**Work to complete:** Report every line in the records below that holds the word "registration".

Stored data entries:

== Segment start ==

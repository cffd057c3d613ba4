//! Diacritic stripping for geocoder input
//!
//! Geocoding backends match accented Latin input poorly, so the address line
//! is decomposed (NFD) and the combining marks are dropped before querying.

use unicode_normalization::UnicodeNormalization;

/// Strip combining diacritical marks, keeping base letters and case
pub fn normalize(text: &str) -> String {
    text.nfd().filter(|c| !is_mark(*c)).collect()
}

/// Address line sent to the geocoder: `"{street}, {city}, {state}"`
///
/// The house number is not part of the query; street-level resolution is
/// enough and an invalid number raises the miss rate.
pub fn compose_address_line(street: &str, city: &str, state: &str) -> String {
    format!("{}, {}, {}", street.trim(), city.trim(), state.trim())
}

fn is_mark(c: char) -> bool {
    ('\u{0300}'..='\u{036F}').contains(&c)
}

== Segment end ==
== Segment start ==

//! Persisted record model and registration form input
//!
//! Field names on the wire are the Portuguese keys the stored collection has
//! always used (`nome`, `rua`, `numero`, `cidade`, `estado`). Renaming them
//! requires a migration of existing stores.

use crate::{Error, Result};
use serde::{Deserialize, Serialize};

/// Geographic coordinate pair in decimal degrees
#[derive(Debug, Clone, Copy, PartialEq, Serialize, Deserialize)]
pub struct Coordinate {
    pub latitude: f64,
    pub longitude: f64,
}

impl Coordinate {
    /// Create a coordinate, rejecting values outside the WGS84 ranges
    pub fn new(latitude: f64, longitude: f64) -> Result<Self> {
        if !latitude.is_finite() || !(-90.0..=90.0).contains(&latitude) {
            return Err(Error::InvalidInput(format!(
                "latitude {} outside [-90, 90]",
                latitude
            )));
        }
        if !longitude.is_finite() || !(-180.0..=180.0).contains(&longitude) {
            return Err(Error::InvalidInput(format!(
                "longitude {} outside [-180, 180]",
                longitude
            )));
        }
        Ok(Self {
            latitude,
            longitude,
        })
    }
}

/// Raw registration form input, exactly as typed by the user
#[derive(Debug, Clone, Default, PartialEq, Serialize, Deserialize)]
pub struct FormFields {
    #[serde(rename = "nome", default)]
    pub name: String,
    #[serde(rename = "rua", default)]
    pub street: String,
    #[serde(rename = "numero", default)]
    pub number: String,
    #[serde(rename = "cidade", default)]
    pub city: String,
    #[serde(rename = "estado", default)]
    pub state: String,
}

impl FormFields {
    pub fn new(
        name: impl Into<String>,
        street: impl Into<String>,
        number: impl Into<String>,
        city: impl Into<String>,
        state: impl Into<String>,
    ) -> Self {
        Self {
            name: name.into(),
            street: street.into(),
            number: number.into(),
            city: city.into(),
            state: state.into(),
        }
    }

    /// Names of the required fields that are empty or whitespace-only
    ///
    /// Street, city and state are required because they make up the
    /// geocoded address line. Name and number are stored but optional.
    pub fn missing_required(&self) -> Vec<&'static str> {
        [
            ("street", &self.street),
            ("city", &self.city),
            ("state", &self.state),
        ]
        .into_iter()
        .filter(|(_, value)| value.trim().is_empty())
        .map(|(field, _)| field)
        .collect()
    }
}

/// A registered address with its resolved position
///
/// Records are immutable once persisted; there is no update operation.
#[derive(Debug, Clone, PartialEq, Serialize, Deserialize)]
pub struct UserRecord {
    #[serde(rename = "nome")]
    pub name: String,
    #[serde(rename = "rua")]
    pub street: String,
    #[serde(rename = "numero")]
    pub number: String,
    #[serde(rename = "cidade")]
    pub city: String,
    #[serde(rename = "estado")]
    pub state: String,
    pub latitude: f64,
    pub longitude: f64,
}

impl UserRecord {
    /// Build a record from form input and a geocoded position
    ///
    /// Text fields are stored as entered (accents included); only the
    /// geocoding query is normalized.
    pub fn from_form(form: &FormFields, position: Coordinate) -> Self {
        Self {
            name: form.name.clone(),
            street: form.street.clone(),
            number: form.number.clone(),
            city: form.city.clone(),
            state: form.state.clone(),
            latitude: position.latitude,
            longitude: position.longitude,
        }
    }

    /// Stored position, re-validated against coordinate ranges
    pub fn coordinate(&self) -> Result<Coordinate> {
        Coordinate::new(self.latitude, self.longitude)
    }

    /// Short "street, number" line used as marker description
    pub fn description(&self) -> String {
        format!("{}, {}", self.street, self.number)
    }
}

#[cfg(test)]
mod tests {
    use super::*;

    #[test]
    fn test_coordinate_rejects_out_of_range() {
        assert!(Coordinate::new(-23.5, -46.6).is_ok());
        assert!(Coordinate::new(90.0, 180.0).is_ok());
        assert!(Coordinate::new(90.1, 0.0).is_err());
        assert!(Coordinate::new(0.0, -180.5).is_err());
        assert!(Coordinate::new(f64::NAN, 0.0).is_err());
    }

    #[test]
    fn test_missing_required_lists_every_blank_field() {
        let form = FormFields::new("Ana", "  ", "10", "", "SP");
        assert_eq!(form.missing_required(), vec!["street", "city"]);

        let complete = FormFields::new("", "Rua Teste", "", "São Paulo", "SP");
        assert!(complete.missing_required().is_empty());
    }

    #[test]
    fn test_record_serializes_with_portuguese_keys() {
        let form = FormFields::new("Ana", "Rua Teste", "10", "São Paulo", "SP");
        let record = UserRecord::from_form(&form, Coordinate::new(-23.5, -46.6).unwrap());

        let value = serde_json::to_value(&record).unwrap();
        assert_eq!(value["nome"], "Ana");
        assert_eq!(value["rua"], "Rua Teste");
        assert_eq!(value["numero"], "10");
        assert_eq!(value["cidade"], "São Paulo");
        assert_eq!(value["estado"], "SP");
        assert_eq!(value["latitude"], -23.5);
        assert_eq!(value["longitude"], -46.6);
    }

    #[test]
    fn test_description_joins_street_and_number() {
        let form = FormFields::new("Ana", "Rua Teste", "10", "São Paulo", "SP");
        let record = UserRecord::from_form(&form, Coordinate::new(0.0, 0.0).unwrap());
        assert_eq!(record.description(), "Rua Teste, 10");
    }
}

== Segment end ==
== Segment start ==

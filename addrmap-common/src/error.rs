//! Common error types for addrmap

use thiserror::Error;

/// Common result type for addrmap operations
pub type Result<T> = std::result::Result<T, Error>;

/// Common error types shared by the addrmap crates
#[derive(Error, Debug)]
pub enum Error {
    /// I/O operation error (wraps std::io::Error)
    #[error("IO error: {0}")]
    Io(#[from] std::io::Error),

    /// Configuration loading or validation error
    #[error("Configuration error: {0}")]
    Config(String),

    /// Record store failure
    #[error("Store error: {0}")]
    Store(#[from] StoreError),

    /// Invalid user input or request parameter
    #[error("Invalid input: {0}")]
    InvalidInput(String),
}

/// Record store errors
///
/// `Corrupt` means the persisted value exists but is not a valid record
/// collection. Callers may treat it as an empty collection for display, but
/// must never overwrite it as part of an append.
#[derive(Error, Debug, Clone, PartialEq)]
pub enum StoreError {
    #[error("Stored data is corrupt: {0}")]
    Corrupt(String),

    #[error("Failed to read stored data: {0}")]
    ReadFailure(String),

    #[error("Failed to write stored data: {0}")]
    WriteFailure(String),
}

== Segment end ==

**Task answer:**
//! Persisted record model and registration form input
/// Raw registration form input, exactly as typed by the user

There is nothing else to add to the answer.